━━ Records to process
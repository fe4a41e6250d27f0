use log::Level;

use crate::cursor::spring::SpringConfig;
use crate::cursor::trail::Rgb;

/// localStorage key holding the visitor's language tag.
pub const LANGUAGE_STORAGE_KEY: &str = "glass-website-language";

pub const CONTACT_EMAIL: &str = "nextgenautomationn@gmail.com";

/// Form relay that forwards contact messages to [`CONTACT_EMAIL`].
pub const FORM_ENDPOINT: &str = "https://formsubmit.co/ajax/nextgenautomationn@gmail.com";

#[cfg(debug_assertions)]
pub fn log_level() -> Level {
    Level::Debug
}

#[cfg(not(debug_assertions))]
pub fn log_level() -> Level {
    Level::Info
}

/// Media query deciding whether the system pointer gets replaced.
pub const DESKTOP_QUERY: &str = "(min-width: 768px)";

#[derive(Debug, Clone, Copy, PartialEq)]
pub struct CursorConfig {
    pub trail_length: usize,
    /// Fraction of the remaining distance the head covers each frame.
    pub head_easing: f64,
    /// Fraction of the remaining distance every other point covers toward its predecessor.
    pub follow_easing: f64,
    pub start_color: Rgb,
    pub end_color: Rgb,
    pub max_line_width: f64,
    pub dot_size: f64,
    pub ring_size: f64,
    pub snap_spring: SpringConfig,
    pub size_spring: SpringConfig,
}

impl Default for CursorConfig {
    fn default() -> Self {
        Self {
            trail_length: 20,
            head_easing: 0.3,
            follow_easing: 0.25,
            start_color: Rgb::new(0x00, 0xFF, 0xFF),
            end_color: Rgb::new(0x8A, 0x2B, 0xE2),
            max_line_width: 3.0,
            dot_size: 8.0,
            ring_size: 40.0,
            snap_spring: SpringConfig {
                stiffness: 300.0,
                damping: 20.0,
                mass: 1.0,
            },
            size_spring: SpringConfig {
                stiffness: 400.0,
                damping: 25.0,
                mass: 0.5,
            },
        }
    }
}

#[derive(Debug, Clone, Copy, PartialEq)]
pub struct NoiseConfig {
    pub frames: usize,
    /// Probability that a single pixel carries grain.
    pub density: f64,
    /// RGBA value written for a grain pixel.
    pub pixel: [u8; 4],
    pub frame_delay_ms: u32,
}

impl Default for NoiseConfig {
    fn default() -> Self {
        Self {
            frames: 10,
            density: 0.05,
            pixel: [0x00, 0x00, 0x00, 0x0f],
            frame_delay_ms: 50,
        }
    }
}

#[derive(Debug, Clone, Copy, PartialEq)]
pub struct ScrollConfig {
    pub duration_ms: f64,
    /// Per-frame catch-up fraction for wheel driven scrolling.
    pub wheel_lerp: f64,
    pub wheel_multiplier: f64,
}

impl Default for ScrollConfig {
    fn default() -> Self {
        Self {
            duration_ms: 1200.0,
            wheel_lerp: 0.1,
            wheel_multiplier: 1.0,
        }
    }
}

/// Space left above a section after scrolling to it, clearing the floating navbar.
pub const SECTION_SCROLL_OFFSET: f64 = 96.0;
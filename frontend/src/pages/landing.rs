use log::{debug, warn};
use yew::prelude::*;

use crate::components::{
    about::About, contact::Contact, footer::Footer, hero::Hero, navbar::Navbar,
    portfolio::Portfolio, services::Services,
};

/// Only the dark palette is styled, so the root element always carries it.
fn force_dark_theme() {
    let Some(root) = web_sys::window()
        .and_then(|w| w.document())
        .and_then(|d| d.document_element())
    else {
        return;
    };
    let classes = root.class_list();
    if let Err(e) = classes.add_1("dark").and_then(|_| classes.remove_1("light")) {
        warn!("Could not set dark theme: {:?}", e);
    }
}

#[function_component(Landing)]
pub fn landing() -> Html {
    use_effect_with_deps(
        move |_| {
            force_dark_theme();
            debug!("Landing mounted");
            || ()
        },
        (),
    );

    html! {
        <div class="page">
            <Navbar />
            <main class="sections">
                <Hero />
                <Services />
                <Portfolio />
                <About />
                <Contact />
            </main>
            <Footer />
        </div>
    }
}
━━━━
■ **Try it**:
Restate each of the records exactly, leaving nothing out.

■ **The completed task**:
repository fe4a41e6250d27f0
use log::Level;

use crate::cursor::spring::SpringConfig;
use crate::cursor::trail::Rgb;

/// localStorage key holding the visitor's language tag.
pub const LANGUAGE_STORAGE_KEY: &str = "glass-website-language";

pub const CONTACT_EMAIL: &str = "nextgenautomationn@gmail.com";

/// Form relay that forwards contact messages to [`CONTACT_EMAIL`].
pub const FORM_ENDPOINT: &str = "https://formsubmit.co/ajax/nextgenautomationn@gmail.com";

#[cfg(debug_assertions)]
pub fn log_level() -> Level {
    Level::Debug
}

#[cfg(not(debug_assertions))]
pub fn log_level() -> Level {
    Level::Info
}

/// Media query deciding whether the system pointer gets replaced.
pub const DESKTOP_QUERY: &str = "(min-width: 768px)";

#[derive(Debug, Clone, Copy, PartialEq)]
pub struct CursorConfig {
    pub trail_length: usize,
    /// Fraction of the remaining distance the head covers each frame.
    pub head_easing: f64,
    /// Fraction of the remaining distance every other point covers toward its predecessor.
    pub follow_easing: f64,
    pub start_color: Rgb,
    pub end_color: Rgb,
    pub max_line_width: f64,
    pub dot_size: f64,
    pub ring_size: f64,
    pub snap_spring: SpringConfig,
    pub size_spring: SpringConfig,
}

impl Default for CursorConfig {
    fn default() -> Self {
        Self {
            trail_length: 20,
            head_easing: 0.3,
            follow_easing: 0.25,
            start_color: Rgb::new(0x00, 0xFF, 0xFF),
            end_color: Rgb::new(0x8A, 0x2B, 0xE2),
            max_line_width: 3.0,
            dot_size: 8.0,
            ring_size: 40.0,
            snap_spring: SpringConfig {
                stiffness: 300.0,
                damping: 20.0,
                mass: 1.0,
            },
            size_spring: SpringConfig {
                stiffness: 400.0,
                damping: 25.0,
                mass: 0.5,
            },
        }
    }
}

#[derive(Debug, Clone, Copy, PartialEq)]
pub struct NoiseConfig {
    pub frames: usize,
    /// Probability that a single pixel carries grain.
    pub density: f64,
    /// RGBA value written for a grain pixel.
    pub pixel: [u8; 4],
    pub frame_delay_ms: u32,
}

impl Default for NoiseConfig {
    fn default() -> Self {
        Self {
            frames: 10,
            density: 0.05,
            pixel: [0x00, 0x00, 0x00, 0x0f],
            frame_delay_ms: 50,
        }
    }
}

#[derive(Debug, Clone, Copy, PartialEq)]
pub struct ScrollConfig {
    pub duration_ms: f64,
    /// Per-frame catch-up fraction for wheel driven scrolling.
    pub wheel_lerp: f64,
    pub wheel_multiplier: f64,
}

impl Default for ScrollConfig {
    fn default() -> Self {
        Self {
            duration_ms: 1200.0,
            wheel_lerp: 0.1,
            wheel_multiplier: 1.0,
        }
    }
}

/// Space left above a section after scrolling to it, clearing the floating navbar.
pub const SECTION_SCROLL_OFFSET: f64 = 96.0;
filename frontend/src/pages/landing.rs
use log::{debug, warn};
use yew::prelude::*;

use crate::components::{
    about::About, contact::Contact, footer::Footer, hero::Hero, navbar::Navbar,
    portfolio::Portfolio, services::Services,
};

/// Only the dark palette is styled, so the root element always carries it.
fn force_dark_theme() {
    let Some(root) = web_sys::window()
        .and_then(|w| w.document())
        .and_then(|d| d.document_element())
    else {
        return;
    };
    let classes = root.class_list();
    if let Err(e) = classes.add_1("dark").and_then(|_| classes.remove_1("light")) {
        warn!("Could not set dark theme: {:?}", e);
    }
}

#[function_component(Landing)]
pub fn landing() -> Html {
    use_effect_with_deps(
        move |_| {
            force_dark_theme();
            debug!("Landing mounted");
            || ()
        },
        (),
    );

    html! {
        <div class="page">
            <Navbar />
            <main class="sections">
                <Hero />
                <Services />
                <Portfolio />
                <About />
                <Contact />
            </main>
            <Footer />
        </div>
    }
}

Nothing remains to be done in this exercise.